Evaluation and Treatment Strategy Development of Coronary Heart Disease Guided by Optical Coherence Tomography Based on Multimodal Deep Learning
Overview
- Phase
- Not Applicable
- Intervention
- Not specified
- Conditions
- Coronary Disease
- Sponsor
- Xiang Ma
- Enrollment
- 2000
- Primary Endpoint
- MACE
- Status
- Not yet recruiting
- Last Updated
- last year
Overview
Brief Summary
This is a retrospective, multicenter, observational study aimed at assessing stent apposition for coronary stent implantation by an optical coherence tomography system constructed by deep learning algorithms and evaluating the prognosis of patients after stent implantation in conjunction with multimodal diagnostic and therapeutic information.
Detailed Description
In this study, we planned to retrospectively collect 2,000 subjects who underwent optical coherence tomography-guided percutaneous coronary stent implantation with an optical coherence tomography system constructed by a deep learning algorithm from 3 centers to assess stent apposition for coronary stent implantation, and to classify subjects into a group with poor stent apposition (axial distance \>400 μm or length \>1 mm) and a group with good stent apposition.
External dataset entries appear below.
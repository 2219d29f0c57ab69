//! Generation provider implementations

pub mod gemini;

// Re-export for convenience
pub use gemini::GeminiBackend;

use async_trait::async_trait;

/// A decoded binary payload returned inline by a provider
#[derive(Debug, Clone, PartialEq)]
pub struct MediaPayload
{   /// MIME type as reported by the provider
    pub mime_type: String
  , /// Decoded bytes
    pub data: Vec<u8>
}

/// Opaque handle to a long-running video operation
#[derive(Debug, Clone, PartialEq)]
pub struct VideoJob
{   /// Operation name used to poll the provider
    pub operation: String
}

/// Observed state of a long-running video operation
#[derive(Debug, Clone, PartialEq)]
pub enum VideoJobStatus
{   /// Still rendering
    Pending
  , /// Finished; provider URL of the rendered video
    Complete(String)
  , /// Provider reported failure
    Failed(String)
}

/// The call shapes the router dispatches to.
/// One method per downstream API shape; backends stay immutable
/// after construction so dispatches can share one instance.
#[async_trait]
pub trait GenerationBackend: Send + Sync
{   /// Single-turn text completion under a system instruction
    async fn complete_text(
      &self
    , model: &str
    , system_instruction: &str
    , prompt: &str
    ) -> Result<String, crate::error::Error>;

    /// Synthesize one or more images for a prompt
    async fn synthesize_image(
      &self
    , model: &str
    , prompt: &str
    , aspect_ratio: &str
    , count: u32
    ) -> Result<Vec<MediaPayload>, crate::error::Error>;

    /// Submit a video generation job
    async fn start_video_job(
      &self
    , model: &str
    , prompt: &str
    , aspect_ratio: Option<&str>
    ) -> Result<VideoJob, crate::error::Error>;

    /// Poll a submitted video job once
    async fn poll_video_job(
      &self
    , job: &VideoJob
    ) -> Result<VideoJobStatus, crate::error::Error>;

    /// Synthesize speech for an utterance with a preset voice
    async fn synthesize_speech(
      &self
    , model: &str
    , voice: &str
    , utterance: &str
    ) -> Result<MediaPayload, crate::error::Error>;
}
//! Configuration for the AGEN router and video polling behavior

use serde::{Deserialize, Serialize};
use std::path::PathBuf;

/// Environment variables consulted for the API key, in order
const KEY_ENV_VARS: [&str; 2] = ["GEMINI_API_KEY", "API_KEY"];

/// Router configuration
#[derive(Debug, Clone, Serialize, Deserialize)]
pub struct RouterConfig
{   /// API key (falls back to the environment when absent)
    pub api_key: Option<String>
  , /// API base URL (if custom)
    pub api_base: Option<String>
  , /// Request timeout in seconds
    pub timeout_secs: Option<u64>
  , /// Directory persisted media files are written to
    pub media_dir: Option<PathBuf>
  , /// Video polling configuration
    pub poll: PollConfig
}

impl Default for RouterConfig
{   fn default() -> Self
    {   RouterConfig
        {   api_key: None
          , api_base: None
          , timeout_secs: None
          , media_dir: None
          , poll: PollConfig::default()
        }
    }
}

/// Polling policy for long-running video jobs
#[derive(Debug, Clone, Serialize, Deserialize)]
pub struct PollConfig
{   /// Delay before the first poll in milliseconds
    pub initial_interval_ms: u64
  , /// Backoff multiplier applied between polls
    pub backoff_multiplier: f32
  , /// Upper bound on the poll interval in milliseconds
    pub max_interval_ms: u64
  , /// Give up on the job after this many seconds in total
    pub max_wait_secs: u64
}

impl Default for PollConfig
{   fn default() -> Self
    {   PollConfig
        {   initial_interval_ms: 2000
          , backoff_multiplier: 2.0
          , max_interval_ms: 20_000
          , max_wait_secs: 300
        }
    }
}

/// Resolve the API key from config or environment
pub fn resolve_api_key(config: &RouterConfig)
  -> Option<String>
{   if let Some(key) = &config.api_key
    {   if !key.is_empty()
        {   return Some(key.clone());
        }
    }

    for var in KEY_ENV_VARS
    {   if let Ok(key) = std::env::var(var)
        {   if !key.is_empty()
            {   return Some(key);
            }
        }
    }

    None
}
All subjects were followed up within 12 months after the procedure.
Investigators
Xiang Ma
professor
First Affiliated Hospital of Xinjiang Medical University
Eligibility Criteria
Inclusion Criteria
- •Age ≥20 years old;
- •Angiography was performed, and OCT imaging of criminal blood vessels was performed before intervention;
- •Type of coronary heart disease: Unstable angina pectoris (UA), ST elevation myocardial infarction (STEMI) And non-ST elevation myocardial infarction (NSTEMI);
Exclusion Criteria
- •Lack of medical records;
- •Failure to complete follow-up;
- •Previous coronary artery bypass grafting;
- •Severe liver or kidney insufficiency;
- •Infectious diseases, malignancies and bleeding diseases;
- •OCT image quality was caused by large thrombus volume or residual blood in lumen and percutaneous coronary angiography Poor and further excluded.
Outcomes
Primary Outcomes
MACE
Time Frame: Post-procedure within 1 year
Patients were followed up within 1 year after OCT and PCI. The follow-up included major adverse cardiac events: All causes were death, recurrent myocardial infarction, target vessel reconstruction, and stent thrombosis.